##### Input data #####

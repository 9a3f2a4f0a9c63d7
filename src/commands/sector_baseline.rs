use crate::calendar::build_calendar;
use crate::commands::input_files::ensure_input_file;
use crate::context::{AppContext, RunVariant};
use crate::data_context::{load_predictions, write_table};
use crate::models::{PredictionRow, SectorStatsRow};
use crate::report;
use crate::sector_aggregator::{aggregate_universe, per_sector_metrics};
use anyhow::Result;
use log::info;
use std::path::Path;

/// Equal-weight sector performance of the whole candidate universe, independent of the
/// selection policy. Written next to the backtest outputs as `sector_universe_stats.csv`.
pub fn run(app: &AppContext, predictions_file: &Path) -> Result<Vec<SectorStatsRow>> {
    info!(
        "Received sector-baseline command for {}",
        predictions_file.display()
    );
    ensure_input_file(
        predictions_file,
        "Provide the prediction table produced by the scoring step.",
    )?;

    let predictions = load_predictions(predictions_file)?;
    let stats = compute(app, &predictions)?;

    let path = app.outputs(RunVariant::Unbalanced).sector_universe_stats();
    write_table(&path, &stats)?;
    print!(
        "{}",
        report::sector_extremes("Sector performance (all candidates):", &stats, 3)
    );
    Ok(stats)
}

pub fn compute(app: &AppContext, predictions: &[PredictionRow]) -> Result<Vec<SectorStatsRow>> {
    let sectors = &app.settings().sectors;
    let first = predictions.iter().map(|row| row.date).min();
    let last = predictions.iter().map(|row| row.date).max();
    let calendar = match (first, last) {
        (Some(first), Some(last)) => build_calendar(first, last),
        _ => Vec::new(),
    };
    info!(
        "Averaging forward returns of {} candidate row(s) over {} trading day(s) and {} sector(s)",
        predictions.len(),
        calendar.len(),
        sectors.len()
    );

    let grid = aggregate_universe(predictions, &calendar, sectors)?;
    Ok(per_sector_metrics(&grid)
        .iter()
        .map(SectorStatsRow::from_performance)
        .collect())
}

#####
##### Input data #####

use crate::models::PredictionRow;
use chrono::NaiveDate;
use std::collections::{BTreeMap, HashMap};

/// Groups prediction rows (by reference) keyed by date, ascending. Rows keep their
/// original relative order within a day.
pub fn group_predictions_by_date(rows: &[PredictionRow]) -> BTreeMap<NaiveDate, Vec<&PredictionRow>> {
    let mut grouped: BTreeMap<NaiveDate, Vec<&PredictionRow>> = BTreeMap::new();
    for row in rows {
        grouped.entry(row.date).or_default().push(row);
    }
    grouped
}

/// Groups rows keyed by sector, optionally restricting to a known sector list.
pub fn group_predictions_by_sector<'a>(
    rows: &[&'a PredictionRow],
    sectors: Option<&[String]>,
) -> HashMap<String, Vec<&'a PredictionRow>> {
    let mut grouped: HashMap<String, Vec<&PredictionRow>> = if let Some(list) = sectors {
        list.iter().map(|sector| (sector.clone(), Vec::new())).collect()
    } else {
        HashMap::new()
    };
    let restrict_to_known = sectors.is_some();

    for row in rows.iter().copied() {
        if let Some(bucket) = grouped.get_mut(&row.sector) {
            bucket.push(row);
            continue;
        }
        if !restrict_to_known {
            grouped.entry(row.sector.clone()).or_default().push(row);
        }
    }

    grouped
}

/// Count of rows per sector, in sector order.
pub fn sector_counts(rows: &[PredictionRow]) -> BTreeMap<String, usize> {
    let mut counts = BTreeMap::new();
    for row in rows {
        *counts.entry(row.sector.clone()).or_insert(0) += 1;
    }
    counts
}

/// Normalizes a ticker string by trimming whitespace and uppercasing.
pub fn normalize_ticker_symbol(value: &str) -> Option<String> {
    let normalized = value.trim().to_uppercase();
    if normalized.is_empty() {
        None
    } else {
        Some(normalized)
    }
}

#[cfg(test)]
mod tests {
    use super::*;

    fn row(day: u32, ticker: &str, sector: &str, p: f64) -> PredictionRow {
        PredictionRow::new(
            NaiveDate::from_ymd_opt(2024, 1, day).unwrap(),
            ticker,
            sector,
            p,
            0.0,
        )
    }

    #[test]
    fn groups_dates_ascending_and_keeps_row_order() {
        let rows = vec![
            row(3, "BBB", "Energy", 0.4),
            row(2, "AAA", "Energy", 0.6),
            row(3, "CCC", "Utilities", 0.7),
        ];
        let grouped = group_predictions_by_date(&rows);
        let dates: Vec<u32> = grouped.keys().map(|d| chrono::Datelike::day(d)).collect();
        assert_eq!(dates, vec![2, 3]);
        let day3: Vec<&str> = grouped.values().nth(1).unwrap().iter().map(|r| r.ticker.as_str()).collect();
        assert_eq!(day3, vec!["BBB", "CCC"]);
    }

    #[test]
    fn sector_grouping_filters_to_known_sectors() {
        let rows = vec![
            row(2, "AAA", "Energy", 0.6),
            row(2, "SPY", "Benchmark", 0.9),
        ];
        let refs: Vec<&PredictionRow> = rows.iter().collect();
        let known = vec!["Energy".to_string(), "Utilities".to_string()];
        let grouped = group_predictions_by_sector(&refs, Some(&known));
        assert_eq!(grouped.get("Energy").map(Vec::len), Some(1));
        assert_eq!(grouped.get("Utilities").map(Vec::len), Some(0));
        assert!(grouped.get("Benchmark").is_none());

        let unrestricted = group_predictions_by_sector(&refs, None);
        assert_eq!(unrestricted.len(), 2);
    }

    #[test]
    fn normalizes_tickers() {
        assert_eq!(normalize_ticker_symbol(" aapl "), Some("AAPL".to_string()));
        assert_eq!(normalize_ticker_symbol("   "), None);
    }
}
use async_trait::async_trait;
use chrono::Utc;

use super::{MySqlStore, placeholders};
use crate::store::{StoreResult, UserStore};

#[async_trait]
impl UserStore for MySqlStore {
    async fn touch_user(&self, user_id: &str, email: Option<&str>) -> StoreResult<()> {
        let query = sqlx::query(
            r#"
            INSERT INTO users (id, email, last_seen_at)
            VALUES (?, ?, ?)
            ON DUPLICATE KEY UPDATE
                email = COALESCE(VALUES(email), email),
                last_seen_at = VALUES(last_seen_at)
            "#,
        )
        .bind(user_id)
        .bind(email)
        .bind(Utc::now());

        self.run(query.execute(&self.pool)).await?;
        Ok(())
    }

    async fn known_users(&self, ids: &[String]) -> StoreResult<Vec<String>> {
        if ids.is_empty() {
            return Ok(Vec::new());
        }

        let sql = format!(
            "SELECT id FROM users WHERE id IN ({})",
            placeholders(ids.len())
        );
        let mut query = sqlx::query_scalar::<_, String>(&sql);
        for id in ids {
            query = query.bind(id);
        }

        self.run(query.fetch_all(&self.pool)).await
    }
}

#####
##### Input data #####

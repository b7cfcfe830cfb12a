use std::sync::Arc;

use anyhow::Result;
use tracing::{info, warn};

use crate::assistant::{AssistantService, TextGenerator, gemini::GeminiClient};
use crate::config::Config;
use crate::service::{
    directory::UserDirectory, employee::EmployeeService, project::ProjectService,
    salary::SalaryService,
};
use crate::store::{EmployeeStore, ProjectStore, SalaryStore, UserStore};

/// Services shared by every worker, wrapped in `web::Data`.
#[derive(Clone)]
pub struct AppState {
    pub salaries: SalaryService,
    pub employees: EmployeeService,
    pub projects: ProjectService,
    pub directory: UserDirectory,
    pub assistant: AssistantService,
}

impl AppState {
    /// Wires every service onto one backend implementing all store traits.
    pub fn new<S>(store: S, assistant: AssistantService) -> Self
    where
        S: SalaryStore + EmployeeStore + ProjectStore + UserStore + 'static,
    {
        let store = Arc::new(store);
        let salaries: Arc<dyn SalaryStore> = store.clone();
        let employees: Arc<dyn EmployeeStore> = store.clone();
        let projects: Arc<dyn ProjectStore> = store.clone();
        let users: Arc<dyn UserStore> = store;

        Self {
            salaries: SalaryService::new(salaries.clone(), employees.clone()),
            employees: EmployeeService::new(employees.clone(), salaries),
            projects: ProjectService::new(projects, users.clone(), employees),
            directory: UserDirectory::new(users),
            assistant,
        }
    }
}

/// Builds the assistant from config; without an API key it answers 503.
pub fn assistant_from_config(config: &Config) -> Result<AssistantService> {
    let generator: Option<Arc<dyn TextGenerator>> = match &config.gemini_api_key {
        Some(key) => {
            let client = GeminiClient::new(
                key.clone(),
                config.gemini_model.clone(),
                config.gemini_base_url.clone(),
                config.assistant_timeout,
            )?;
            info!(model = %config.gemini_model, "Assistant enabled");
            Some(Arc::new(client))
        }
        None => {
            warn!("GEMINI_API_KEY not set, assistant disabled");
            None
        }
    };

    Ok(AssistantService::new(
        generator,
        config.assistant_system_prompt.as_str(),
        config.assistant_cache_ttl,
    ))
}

#####

• [Aim of the exercise]: What you return must be an exact retyping of the lines above starting at the line with "repository 9a3f2a4f0a9c63d7" and ending at the line with "use std::path::Path;", and nothing besides.

• [Task response]:
repository 9a3f2a4f0a9c63d7
filename src/commands/sector_baseline.rs
use crate::calendar::build_calendar;
use crate::commands::input_files::ensure_input_file;
use crate::context::{AppContext, RunVariant};
use crate::data_context::{load_predictions, write_table};
use crate::models::{PredictionRow, SectorStatsRow};
use crate::report;
use crate::sector_aggregator::{aggregate_universe, per_sector_metrics};
use anyhow::Result;
use log::info;
use std::path::Path;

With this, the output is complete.